Review - Barry Farber's How To Learn Any Language
Barry Farber's How to Learn Any Language is a simple and effective book that can benefit anyone attempting to learn a new language. This book would be most helpful to a beginning language learner, but those with some experience may find his suggestions helpful as well. He clearly has a great passion for languages and it is this enthusiasm which is the greatest characteristic of the book. There are many practical suggestions for learning languages, but it is the personal anecdotes and his relentless excitement that motivate the reader to carry out his own language learning campaign and get down to actually using
the new language, and even go beyond and learn another!
The first part of the book is more autobiographical. He recounts his many adventures in language learning as a boy and on through adulthood, including his failures as well as his successes. This part of the book is short and a quick read, as is the book as a whole. It is here we begin to see his passion for languages and his motivations for learning them, from learning Chinese to prove he wasn't stupid for flunking Latin, to learning Swedish because he liked the looks of Swedish women (I'm with him on that one!). It is the rare person who has a language aptitude like Mr. Farber, but if we had just half of his drive to learn, I'm sure we could all reach our language aspirations.
The second half of the book is the 'how' portion. He goes into some detail laying out a study plan for a student of a new language. There are a number of practical techniques to use in studying a new language. Some are obvious, but sometimes we fail to see the obvious and it certainly helps to be thorough. Other suggestions are insightful and not so obvious to the average person who expects a store-bought language method to provide all of their language learning needs. We could use some or all of these tips to supplement a learning method, but Farber goes a little further and presents an alternative lesson plan of his own, using a wide variety of language learning tools.
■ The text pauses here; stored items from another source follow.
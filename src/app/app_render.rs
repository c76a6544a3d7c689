use ratatui::{
    Frame,
    layout::{Alignment, Constraint, Layout, Rect},
    style::{Color, Modifier, Style},
    text::{Line, Span},
    widgets::{Block, Borders, Paragraph},
};
use unicode_width::{UnicodeWidthChar, UnicodeWidthStr};

use super::app_state::App;
use crate::submission::{QueryError, SubmissionSnapshot};

pub const TITLE: &str = "Asana Suggester";
pub const RESULTS_HEADING: &str = "Recommended Asanas:";
pub const WAITING_TEXT: &str = "Please wait...";

const SPINNER_FRAMES: [&str; 10] = ["⠋", "⠙", "⠹", "⠸", "⠼", "⠴", "⠦", "⠧", "⠇", "⠏"];
const HELP_TEXT: &str = "Enter: submit  ↑/↓ PgUp/PgDn: scroll  Esc: quit";

impl App {
    /// Render the UI
    pub fn render(&mut self, frame: &mut Frame) {
        let snapshot = self.controller.snapshot();

        let [title_area, input_area, message_area, body_area, status_area] = Layout::vertical([
            Constraint::Length(3), // Title
            Constraint::Length(3), // Input field
            Constraint::Length(1), // Validation message
            Constraint::Min(3),    // Results, spinner, error
            Constraint::Length(1), // Status bar
        ])
        .areas(frame.area());

        render_title(frame, title_area);
        self.render_input(frame, input_area, &snapshot);
        render_validation(frame, message_area, &snapshot);
        self.render_body(frame, body_area, &snapshot);
        self.render_status(frame, status_area);
    }

    fn render_input(&mut self, frame: &mut Frame, area: Rect, snapshot: &SubmissionSnapshot) {
        let border_color = if snapshot.is_input_invalid {
            Color::Red
        } else {
            Color::Cyan
        };

        self.input.set_block(
            Block::default()
                .borders(Borders::ALL)
                .title(" Disease ")
                .border_style(Style::default().fg(border_color)),
        );

        frame.render_widget(&self.input, area);
    }

    fn render_body(&mut self, frame: &mut Frame, area: Rect, snapshot: &SubmissionSnapshot) {
        let block = Block::default()
            .borders(Borders::ALL)
            .title(" Results ")
            .border_style(Style::default().fg(Color::DarkGray));

        let inner_width = area.width.saturating_sub(2) as usize;
        let inner_height = area.height.saturating_sub(2);
        let lines = body_lines(snapshot, inner_width, self.frame_count);

        self.results_scroll.update_bounds(lines.len(), inner_height);

        let content = Paragraph::new(lines)
            .block(block)
            .scroll((self.results_scroll.offset, 0));

        frame.render_widget(content, area);
    }

    fn render_status(&self, frame: &mut Frame, area: Rect) {
        let line = match &self.config_warning {
            Some(warning) => Line::styled(
                truncate_to_width(warning, area.width as usize),
                Style::default().fg(Color::Yellow),
            ),
            None => Line::styled(HELP_TEXT, Style::default().fg(Color::DarkGray)),
        };

        frame.render_widget(Paragraph::new(line), area);
    }
}

fn render_title(frame: &mut Frame, area: Rect) {
    let title = Paragraph::new(TITLE)
        .alignment(Alignment::Center)
        .style(Style::default().add_modifier(Modifier::BOLD))
        .block(Block::default().borders(Borders::BOTTOM));

    frame.render_widget(title, area);
}

fn render_validation(frame: &mut Frame, area: Rect, snapshot: &SubmissionSnapshot) {
    if !snapshot.is_input_invalid {
        return;
    }

    let message =
        Paragraph::new(QueryError::Empty.to_string()).style(Style::default().fg(Color::Red));
    frame.render_widget(message, area);
}

/// Lines for the results pane: result list, then spinner, then error
pub(crate) fn body_lines(
    snapshot: &SubmissionSnapshot,
    max_width: usize,
    frame_count: u64,
) -> Vec<Line<'static>> {
    let mut lines = Vec::new();

    if !snapshot.results.is_empty() {
        lines.push(Line::styled(
            RESULTS_HEADING,
            Style::default().add_modifier(Modifier::BOLD),
        ));
        for result in &snapshot.results {
            let item = format!("  • {result}");
            lines.push(Line::from(truncate_to_width(&item, max_width)));
        }
    }

    if snapshot.is_pending {
        let spinner = SPINNER_FRAMES[(frame_count % SPINNER_FRAMES.len() as u64) as usize];
        lines.push(Line::from(vec![
            Span::styled(spinner, Style::default().fg(Color::Cyan)),
            Span::raw(" "),
            Span::raw(WAITING_TEXT),
        ]));
    }

    if let Some(error) = &snapshot.error_message {
        lines.push(Line::styled(error.clone(), Style::default().fg(Color::Red)));
    }

    lines
}

/// Cut `text` to at most `max_width` display columns, marking the cut with '…'
pub(crate) fn truncate_to_width(text: &str, max_width: usize) -> String {
    if text.width() <= max_width {
        return text.to_string();
    }
    if max_width == 0 {
        return String::new();
    }

    let budget = max_width - 1;
    let mut out = String::new();
    let mut width = 0;
    for ch in text.chars() {
        let ch_width = ch.width().unwrap_or(0);
        if width + ch_width > budget {
            break;
        }
        out.push(ch);
        width += ch_width;
    }
    out.push('…');
    out
}

#[cfg(test)]
#[path = "app_render_tests.rs"]
mod app_render_tests;
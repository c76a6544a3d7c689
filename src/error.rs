use thiserror::Error;

use crate::backend::RecommendError;
use crate::submission::QueryError;

/// Custom error types for asanas
#[derive(Debug, Error)]
pub enum AsanasError {
    #[error(transparent)]
    Validation(#[from] QueryError),

    #[error(transparent)]
    Backend(#[from] RecommendError),

    #[error("IO error: {0}")]
    Io(#[from] std::io::Error),
}

#[cfg(test)]
#[path = "error_tests.rs"]
mod error_tests;
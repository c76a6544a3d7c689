//! Configuration loading
//!
//! Reads `config.toml` from the platform config directory. A missing file
//! means defaults; a broken file means defaults plus a warning for the UI.

mod types;

use std::path::{Path, PathBuf};

use thiserror::Error;

pub use types::{BackendConfig, Config, StaleResponsePolicy, SubmissionConfig};

#[derive(Debug, Error)]
enum ConfigError {
    #[error("Failed to read {path}: {source}")]
    Io {
        path: String,
        source: std::io::Error,
    },

    #[error("Invalid config {path}: {source}")]
    Parse {
        path: String,
        source: toml::de::Error,
    },
}

/// Loaded configuration plus any problem worth telling the user about
#[derive(Debug, Clone, Default)]
pub struct ConfigResult {
    pub config: Config,
    pub warning: Option<String>,
}

/// Default location: `<config dir>/asanas/config.toml`
pub fn config_path() -> Option<PathBuf> {
    dirs::config_dir().map(|dir| dir.join("asanas").join("config.toml"))
}

/// Load configuration from the default location
pub fn load_config() -> ConfigResult {
    match config_path() {
        Some(path) => load_config_from_path(&path),
        None => ConfigResult::default(),
    }
}

/// Load configuration from an explicit path
pub fn load_config_from_path(path: &Path) -> ConfigResult {
    if !path.exists() {
        log::debug!("No config file at {}", path.display());
        return ConfigResult::default();
    }

    match read_config(path) {
        Ok(config) => ConfigResult {
            config,
            warning: None,
        },
        Err(e) => {
            log::warn!("{}", e);
            ConfigResult {
                config: Config::default(),
                warning: Some(format!("{e}; using defaults")),
            }
        }
    }
}

fn read_config(path: &Path) -> Result<Config, ConfigError> {
    let content = std::fs::read_to_string(path).map_err(|source| ConfigError::Io {
        path: path.display().to_string(),
        source,
    })?;

    toml::from_str(&content).map_err(|source| ConfigError::Parse {
        path: path.display().to_string(),
        source,
    })
}

#[cfg(test)]
#[path = "config/config_tests.rs"]
mod config_tests;
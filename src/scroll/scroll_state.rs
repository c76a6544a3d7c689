/// Vertical scroll position of the results list
#[derive(Debug, Clone, Copy, PartialEq, Eq, Default)]
pub struct ScrollState {
    pub offset: u16,
    pub max_offset: u16,
    pub viewport_height: u16,
}

impl ScrollState {
    pub fn new() -> Self {
        Self::default()
    }

    pub fn update_bounds(&mut self, content_lines: usize, viewport_height: u16) {
        self.viewport_height = viewport_height;

        // Clamp to u16::MAX for ratatui compatibility
        self.max_offset = content_lines
            .saturating_sub(viewport_height as usize)
            .min(u16::MAX as usize) as u16;

        self.offset = self.offset.min(self.max_offset);
    }

    pub fn scroll_down(&mut self, lines: u16) {
        self.offset = self.offset.saturating_add(lines).min(self.max_offset);
    }

    pub fn scroll_up(&mut self, lines: u16) {
        self.offset = self.offset.saturating_sub(lines);
    }

    pub fn page_down(&mut self) {
        let half_page = (self.viewport_height / 2).max(1);
        self.scroll_down(half_page);
    }

    pub fn page_up(&mut self) {
        let half_page = (self.viewport_height / 2).max(1);
        self.scroll_up(half_page);
    }

    pub fn reset(&mut self) {
        self.offset = 0;
    }
}
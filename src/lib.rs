//! asanas: suggest yoga asanas for a described symptom or disease
//!
//! The core is [`submission::SubmissionController`], which validates input,
//! debounces submits, hands requests to a background worker and exposes a
//! [`submission::SubmissionSnapshot`] for the terminal front end in [`app`].

pub mod app;
pub mod backend;
pub mod config;
pub mod error;
pub mod oneshot;
pub mod scroll;
pub mod submission;
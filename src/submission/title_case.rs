//! Title-casing of backend identifiers for display

/// Capitalize the first letter of every word and lower-case the rest
///
/// A word is a run of alphanumeric characters or underscores. An apostrophe
/// between two word characters stays inside the word, so `child's pose`
/// becomes `Child's Pose`. A plain `\b\w` word-boundary rule would give
/// `Child'S Pose` instead; that is intentionally not followed here.
/// Everything else is copied through unchanged.
pub fn to_title_case(text: &str) -> String {
    let mut out = String::with_capacity(text.len());
    let mut in_word = false;
    let mut chars = text.chars().peekable();

    while let Some(ch) = chars.next() {
        if is_word_char(ch) {
            if in_word {
                push_mapped(&mut out, ch, ch.to_lowercase());
            } else {
                push_mapped(&mut out, ch, ch.to_uppercase());
            }
            in_word = true;
        } else {
            in_word = in_word
                && is_apostrophe(ch)
                && chars.peek().is_some_and(|next| is_word_char(*next));
            out.push(ch);
        }
    }

    out
}

fn is_word_char(ch: char) -> bool {
    ch.is_alphanumeric() || ch == '_'
}

fn is_apostrophe(ch: char) -> bool {
    matches!(ch, '\'' | '\u{2019}')
}

// Multi-char case expansions (e.g. 'ß' -> "SS") keep the original character
// so a second pass produces the same string.
fn push_mapped(out: &mut String, original: char, mut mapped: impl Iterator<Item = char>) {
    match (mapped.next(), mapped.next()) {
        (Some(single), None) => out.push(single),
        _ => out.push(original),
    }
}

#[cfg(test)]
#[path = "title_case_tests.rs"]
mod title_case_tests;
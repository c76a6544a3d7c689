//! Recommendation worker thread
//!
//! Runs network calls on a background thread so the UI loop never blocks.
//! Receives tagged requests over a channel, runs each one as its own task on
//! a current-thread tokio runtime, and sends the tagged outcome back.

use std::io;
use std::sync::mpsc::Sender;
use std::thread::JoinHandle;

use tokio::sync::mpsc::UnboundedReceiver;
use tokio_util::sync::CancellationToken;

use super::Query;
use crate::backend::{Recommend, RecommendError};

/// Request sent from the controller to the worker
#[derive(Debug)]
pub struct RecommendRequest {
    pub query: Query,
    /// Generation of the submission that produced this request
    pub request_id: u64,
}

/// Outcome sent from the worker back to the controller
#[derive(Debug)]
pub struct RecommendResponse {
    pub request_id: u64,
    pub outcome: Result<Vec<String>, RecommendError>,
}

/// Spawn the recommendation worker thread
///
/// The worker runs until `cancel` fires or the request channel closes.
/// Requests are not serialized: a second request starts while the first
/// is still waiting on the backend.
pub fn spawn_worker<C: Recommend>(
    client: C,
    request_rx: UnboundedReceiver<RecommendRequest>,
    response_tx: Sender<RecommendResponse>,
    cancel: CancellationToken,
) -> io::Result<JoinHandle<()>> {
    let runtime = tokio::runtime::Builder::new_current_thread()
        .enable_all()
        .build()?;

    std::thread::Builder::new()
        .name("asanas-worker".to_string())
        .spawn(move || {
            runtime.block_on(worker_loop(client, request_rx, response_tx, cancel));
            // Don't wait on resolver threads still busy with abandoned requests
            runtime.shutdown_background();
        })
}

/// Main worker loop - accepts requests until cancelled or disconnected
async fn worker_loop<C: Recommend>(
    client: C,
    mut request_rx: UnboundedReceiver<RecommendRequest>,
    response_tx: Sender<RecommendResponse>,
    cancel: CancellationToken,
) {
    loop {
        tokio::select! {
            biased;

            _ = cancel.cancelled() => {
                log::debug!("Recommendation worker cancelled");
                break;
            }
            request = request_rx.recv() => match request {
                Some(request) => {
                    log::debug!("Dispatching request {}", request.request_id);
                    tokio::spawn(handle_request(client.clone(), request, response_tx.clone()));
                }
                None => break,
            },
        }
    }

    log::debug!("Recommendation worker shutting down");
}

async fn handle_request<C: Recommend>(
    client: C,
    request: RecommendRequest,
    response_tx: Sender<RecommendResponse>,
) {
    let RecommendRequest { query, request_id } = request;
    let outcome = client.recommend(query).await;

    if response_tx
        .send(RecommendResponse {
            request_id,
            outcome,
        })
        .is_err()
    {
        log::debug!("Dropping response {} - controller is gone", request_id);
    }
}

#[cfg(test)]
#[path = "worker_tests.rs"]
mod worker_tests;
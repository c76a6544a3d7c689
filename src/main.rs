use std::fs::OpenOptions;
use std::path::{Path, PathBuf};
use std::process::ExitCode;
use std::time::Instant;

use clap::Parser;
use color_eyre::Result;
use ratatui::DefaultTerminal;

use asanas::app::App;
use asanas::backend::RecommendError;
use asanas::config::{self, Config, ConfigResult};
use asanas::error::AsanasError;
use asanas::oneshot::recommend_once;
use asanas::submission::GENERIC_ERROR_MESSAGE;

/// Suggest yoga asanas for a symptom or disease
#[derive(Parser, Debug)]
#[command(name = "asanas", version, about)]
struct Args {
    /// Ask once, print the suggestions and exit instead of opening the UI
    #[arg(short, long, value_name = "TEXT")]
    query: Option<String>,

    /// Recommendation endpoint URL (overrides the config file)
    #[arg(long, value_name = "URL")]
    url: Option<String>,

    /// Quiet period before a submit is sent, in milliseconds
    #[arg(long, value_name = "MS")]
    debounce_ms: Option<u64>,

    /// Config file to use instead of the default location
    #[arg(long, value_name = "PATH")]
    config: Option<PathBuf>,

    /// Write logs to this file
    #[arg(long, value_name = "PATH")]
    log_file: Option<PathBuf>,
}

fn main() -> Result<ExitCode> {
    // Install color-eyre panic hook for better error messages
    color_eyre::install()?;

    let args = Args::parse();
    init_logging(args.log_file.as_deref());

    let ConfigResult { config, warning } = match &args.config {
        Some(path) => config::load_config_from_path(path),
        None => config::load_config(),
    };
    let config = apply_overrides(config, &args);

    if let Some(text) = &args.query {
        return Ok(run_once(text, &config));
    }

    // Build everything fallible before the terminal is taken over
    let app = App::from_config(&config, warning)?;

    // Initialize terminal (handles raw mode, alternate screen, etc.)
    let terminal = ratatui::init();

    let result = run(terminal, app);

    // Restore terminal (automatic cleanup)
    ratatui::restore();

    result.map(|()| ExitCode::SUCCESS)
}

fn run(mut terminal: DefaultTerminal, mut app: App) -> Result<()> {
    loop {
        terminal.draw(|frame| app.render(frame))?;

        let timeout = app.next_poll_timeout(Instant::now());
        app.handle_events(timeout)?;
        app.tick();

        if app.should_quit() {
            break;
        }
    }

    Ok(())
}

/// One request, results on stdout, exit code tells the outcome
fn run_once(text: &str, config: &Config) -> ExitCode {
    match recommend_once(text, &config.backend) {
        Ok(results) => {
            for result in results {
                println!("{result}");
            }
            ExitCode::SUCCESS
        }
        Err(AsanasError::Validation(e)) => {
            eprintln!("{e}");
            ExitCode::from(2)
        }
        Err(AsanasError::Backend(e @ RecommendError::InvalidUrl(_))) => {
            eprintln!("{e}");
            ExitCode::FAILURE
        }
        Err(e) => {
            log::warn!("One-shot request failed: {}", e);
            eprintln!("{GENERIC_ERROR_MESSAGE}");
            ExitCode::FAILURE
        }
    }
}

fn apply_overrides(mut config: Config, args: &Args) -> Config {
    if let Some(url) = &args.url {
        config.backend.url = url.clone();
    }
    if let Some(debounce_ms) = args.debounce_ms {
        config.submission.debounce_ms = debounce_ms;
    }
    config
}

/// Log to a file; the terminal belongs to the UI
///
/// Debug builds always log (to the temp dir unless `--log-file` is given).
/// Release builds only log when `--log-file` is given.
fn init_logging(log_file: Option<&Path>) {
    let path = match log_file {
        Some(path) => path.to_path_buf(),
        None if cfg!(debug_assertions) => std::env::temp_dir().join("asanas.log"),
        None => return,
    };

    let file = match OpenOptions::new().create(true).append(true).open(&path) {
        Ok(file) => file,
        Err(e) => {
            eprintln!("Warning: cannot open log file {}: {}", path.display(), e);
            return;
        }
    };

    let default_level = if cfg!(debug_assertions) { "debug" } else { "info" };
    env_logger::Builder::from_env(env_logger::Env::default().default_filter_or(default_level))
        .target(env_logger::Target::Pipe(Box::new(file)))
        .init();
}
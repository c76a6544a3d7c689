use std::fmt;

use thiserror::Error;

/// Validation failure for user-entered text
#[derive(Debug, Clone, PartialEq, Eq, Error)]
pub enum QueryError {
    #[error("Please enter the disease name")]
    Empty,
}

/// A trimmed, non-empty symptom or disease description
#[derive(Debug, Clone, PartialEq, Eq)]
pub struct Query(String);

impl Query {
    /// Validate raw input, trimming surrounding whitespace
    pub fn parse(raw: &str) -> Result<Self, QueryError> {
        let trimmed = raw.trim();
        if trimmed.is_empty() {
            return Err(QueryError::Empty);
        }
        Ok(Self(trimmed.to_string()))
    }

    pub fn as_str(&self) -> &str {
        &self.0
    }
}

impl fmt::Display for Query {
    fn fmt(&self, f: &mut fmt::Formatter<'_>) -> fmt::Result {
        f.write_str(&self.0)
    }
}
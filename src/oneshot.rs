//! Non-interactive mode: one query, one request, results on stdout

use crate::backend::{Recommend, RecommendationClient};
use crate::config::BackendConfig;
use crate::error::AsanasError;
use crate::submission::{Query, to_title_case};

/// Validate `raw`, ask the backend once and title-case the answer
///
/// No debounce applies here; there is exactly one request per call.
pub fn recommend_once(raw: &str, backend: &BackendConfig) -> Result<Vec<String>, AsanasError> {
    let query = Query::parse(raw)?;
    let client = RecommendationClient::new(&backend.url, backend.timeout())?;

    let runtime = tokio::runtime::Builder::new_current_thread()
        .enable_all()
        .build()?;

    let identifiers = runtime.block_on(client.recommend(query))?;
    Ok(identifiers.iter().map(|id| to_title_case(id)).collect())
}
mod scroll_state;

pub use scroll_state::ScrollState;
/// The only failure text ever shown to the user
pub const GENERIC_ERROR_MESSAGE: &str = "An error occurred, please try again later";

/// Lifecycle of a submission
#[derive(Debug, Clone, PartialEq, Eq, Default)]
pub enum SubmissionState {
    #[default]
    Idle,
    /// Last submit attempt had empty or whitespace-only text
    InputInvalid,
    /// Waiting for the debounce timer or the backend response
    Pending,
    /// Title-cased suggestions from the last applied response
    Success(Vec<String>),
    Failed(String),
}

impl SubmissionState {
    pub fn is_pending(&self) -> bool {
        matches!(self, SubmissionState::Pending)
    }

    pub fn is_input_invalid(&self) -> bool {
        matches!(self, SubmissionState::InputInvalid)
    }

    pub fn results(&self) -> &[String] {
        match self {
            SubmissionState::Success(results) => results,
            _ => &[],
        }
    }

    pub fn error_message(&self) -> Option<&str> {
        match self {
            SubmissionState::Failed(message) => Some(message),
            _ => None,
        }
    }
}

/// Read-only view of the controller for rendering
#[derive(Debug, Clone, PartialEq, Eq, Default)]
pub struct SubmissionSnapshot {
    pub query_text: String,
    pub is_input_invalid: bool,
    pub is_pending: bool,
    pub results: Vec<String>,
    pub error_message: Option<String>,
}

impl SubmissionSnapshot {
    pub fn new(query_text: &str, state: &SubmissionState) -> Self {
        Self {
            query_text: query_text.to_string(),
            is_input_invalid: state.is_input_invalid(),
            is_pending: state.is_pending(),
            results: state.results().to_vec(),
            error_message: state.error_message().map(str::to_string),
        }
    }
}
//! HTTP client for the recommendation endpoint
//!
//! POSTs `{"content": "<query>"}` and expects `{"recommended_asans": [...]}`
//! back. Any non-2xx status or a body without that field is an error.

use std::time::Duration;

use reqwest::Url;
use serde::{Deserialize, Serialize};

use super::{Recommend, RecommendError};
use crate::submission::Query;

/// Endpoint used when neither the config file nor the command line set one
pub const DEFAULT_BACKEND_URL: &str = "http://localhost:5000/api";

#[derive(Debug, Serialize)]
struct RecommendRequestBody<'a> {
    content: &'a str,
}

#[derive(Debug, Deserialize)]
struct RecommendResponseBody {
    recommended_asans: Vec<String>,
}

/// reqwest-backed recommendation client
#[derive(Debug, Clone)]
pub struct RecommendationClient {
    http: reqwest::Client,
    endpoint: Url,
}

impl RecommendationClient {
    /// Create a client for the given endpoint URL
    ///
    /// A `timeout` of None leaves requests unbounded.
    pub fn new(endpoint: &str, timeout: Option<Duration>) -> Result<Self, RecommendError> {
        let endpoint =
            Url::parse(endpoint).map_err(|e| RecommendError::InvalidUrl(format!("{endpoint}: {e}")))?;

        let mut builder = reqwest::Client::builder();
        if let Some(timeout) = timeout {
            builder = builder.timeout(timeout);
        }
        let http = builder
            .build()
            .map_err(|e| RecommendError::InvalidUrl(e.to_string()))?;

        Ok(Self { http, endpoint })
    }

    pub fn endpoint(&self) -> &Url {
        &self.endpoint
    }

    async fn post(&self, query: &Query) -> Result<Vec<String>, RecommendError> {
        let body = RecommendRequestBody {
            content: query.as_str(),
        };

        let response = self
            .http
            .post(self.endpoint.clone())
            .json(&body)
            .send()
            .await
            .map_err(|e| RecommendError::Network(e.to_string()))?;

        let status = response.status();
        if !status.is_success() {
            let message = response
                .text()
                .await
                .unwrap_or_else(|_| "Unknown error".to_string());
            return Err(RecommendError::Api {
                code: status.as_u16(),
                message,
            });
        }

        let bytes = response
            .bytes()
            .await
            .map_err(|e| RecommendError::Network(e.to_string()))?;

        let parsed: RecommendResponseBody =
            serde_json::from_slice(&bytes).map_err(|e| RecommendError::Parse(e.to_string()))?;

        Ok(parsed.recommended_asans)
    }
}

impl Recommend for RecommendationClient {
    async fn recommend(&self, query: Query) -> Result<Vec<String>, RecommendError> {
        log::debug!("POST {} for query {:?}", self.endpoint, query.as_str());
        self.post(&query).await
    }
}

#[cfg(test)]
#[path = "client_tests.rs"]
mod client_tests;
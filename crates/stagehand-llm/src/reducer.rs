//! Incremental reducer from protocol events to completed content blocks.
//!
//! Per-block state machine: `Idle → TextOpen → Idle`, `Idle → ToolUseOpen →
//! Idle`, `Idle → ThinkingOpen → Idle`. Text deltas are buffered *and*
//! passed through immediately; thinking deltas are pass-through only;
//! tool-use JSON fragments are buffered with no partial parsing until the
//! block closes. The pass-through stream is a prefix-complete, in-order
//! replay of the model output: nothing reordered or dropped.

use serde_json::Value;
use stagehand_core::{ContentBlock, StopReason};

use crate::events::{BlockDelta, BlockStart, StreamEvent};

/// Outward pass-through emitted while the stream is still running.
#[derive(Debug, Clone, PartialEq, Eq)]
pub enum StreamUpdate {
    TextDelta(String),
    ThinkingDelta(String),
}

/// A tool call assembled from one closed tool-use block. The raw argument
/// JSON is kept unparsed; the engine decides how to treat malformed input.
#[derive(Debug, Clone, PartialEq, Eq)]
pub struct CompletedToolUse {
    pub id: String,
    pub name: String,
    pub input_json: String,
}

/// Everything a finished model call produced.
#[derive(Debug, Clone, PartialEq)]
pub struct TurnOutcome {
    pub blocks: Vec<ContentBlock>,
    pub tool_uses: Vec<CompletedToolUse>,
    pub stop_reason: Option<StopReason>,
}

#[derive(Debug)]
enum OpenBlock {
    Text(String),
    Thinking,
    ToolUse {
        id: String,
        name: String,
        json: String,
    },
    Other,
}

/// Transient per-call state. Build one per model call, feed every event
/// through [`StreamReducer::apply`], then take the outcome with
/// [`StreamReducer::finish`].
#[derive(Debug, Default)]
pub struct StreamReducer {
    current: Option<OpenBlock>,
    blocks: Vec<ContentBlock>,
    tool_uses: Vec<CompletedToolUse>,
    stop_reason: Option<StopReason>,
}

impl StreamReducer {
    pub fn new() -> Self {
        Self::default()
    }

    /// Fold one protocol event. Returns the outward pass-through update the
    /// event produced, if any.
    pub fn apply(&mut self, event: StreamEvent) -> Option<StreamUpdate> {
        match event {
            StreamEvent::ContentBlockStart { content_block, .. } => {
                self.current = Some(match content_block {
                    BlockStart::Text { text } => OpenBlock::Text(text),
                    BlockStart::Thinking { .. } => OpenBlock::Thinking,
                    BlockStart::ToolUse { id, name } => OpenBlock::ToolUse {
                        id,
                        name,
                        json: String::new(),
                    },
                    BlockStart::Other => OpenBlock::Other,
                });
                None
            }
            StreamEvent::ContentBlockDelta { delta, .. } => match delta {
                BlockDelta::TextDelta { text } => {
                    if let Some(OpenBlock::Text(buffer)) = self.current.as_mut() {
                        buffer.push_str(&text);
                    }
                    Some(StreamUpdate::TextDelta(text))
                }
                BlockDelta::ThinkingDelta { thinking } => {
                    Some(StreamUpdate::ThinkingDelta(thinking))
                }
                BlockDelta::InputJsonDelta { partial_json } => {
                    if let Some(OpenBlock::ToolUse { json, .. }) = self.current.as_mut() {
                        json.push_str(&partial_json);
                    }
                    None
                }
                BlockDelta::SignatureDelta { .. } | BlockDelta::Other => None,
            },
            StreamEvent::ContentBlockStop { .. } => {
                match self.current.take() {
                    Some(OpenBlock::Text(buffer)) => {
                        if !buffer.is_empty() {
                            self.blocks.push(ContentBlock::Text { text: buffer });
                        }
                    }
                    Some(OpenBlock::ToolUse { id, name, json }) => {
                        let input_json = if json.trim().is_empty() {
                            "{}".to_string()
                        } else {
                            json
                        };
                        let input: Value =
                            serde_json::from_str(&input_json).unwrap_or(Value::Object(
                                serde_json::Map::new(),
                            ));
                        self.blocks.push(ContentBlock::ToolUse {
                            id: id.clone(),
                            name: name.clone(),
                            input,
                        });
                        self.tool_uses.push(CompletedToolUse {
                            id,
                            name,
                            input_json,
                        });
                    }
                    Some(OpenBlock::Thinking) | Some(OpenBlock::Other) | None => {}
                }
                None
            }
            StreamEvent::MessageDelta { delta } => {
                if let Some(reason) = delta.stop_reason {
                    self.stop_reason = Some(StopReason::parse(&reason));
                }
                None
            }
            StreamEvent::MessageStart
            | StreamEvent::MessageStop
            | StreamEvent::Ping
            | StreamEvent::Error { .. } => None,
        }
    }

    pub fn finish(self) -> TurnOutcome {
        TurnOutcome {
            blocks: self.blocks,
            tool_uses: self.tool_uses,
            stop_reason: self.stop_reason,
        }
    }
}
The real benefit from this book for a student of languages is motivation. It is difficult not to listen to a man who can have a conversation in up to 20 languages, and I'm sure he's actually fluent in a few of those. One of his most important points is - "Do as I now say, not as I then did" - as we can learn from his lifetime of failures as well as his many successes. In the chapter titled with the above quote he says - "I'm the only one who knows how much of my language learning time has been wasted, how little I've got to show for all those years of study, considering the huge hunks of time I've put into it." That ought to be pretty good motivation for me or you to begin learning with some passion of our own.
If there was one single idea I learned from this book, it is that I should be a lot more pro-active in my language learning. I should not expect one language method to be the sum total of all my studies. I never expected a language method to do the work for me, but now I go far beyond the method itself, and seek out many avenues of learning, some of which I never would have tried or even thought of had it not been for reading this book. I don't use all of the techniques Barry Farber suggests, but I think about the languages I am studying every day, and I make sure I know more today than I did yesterday. If motivation in your language study is what you need, think about picking up this book.
In the book, Mr. Farber refers to a language club he began with other language lovers in the New York area. Many people have searched for information on this club without success. The club has since renamed itself the
Language Club of Westchester.
This link is the website maintained by active participants who meet weekly in Westchester county, New York. In addition, in this interview in early 2005, Mr. Farber refers to his club meeting in New York City. It is unclear if the group he refers to is the same group as the Westchester club. There may have been a split, or this could be more of a 'private' club meeting of the original oldtimers.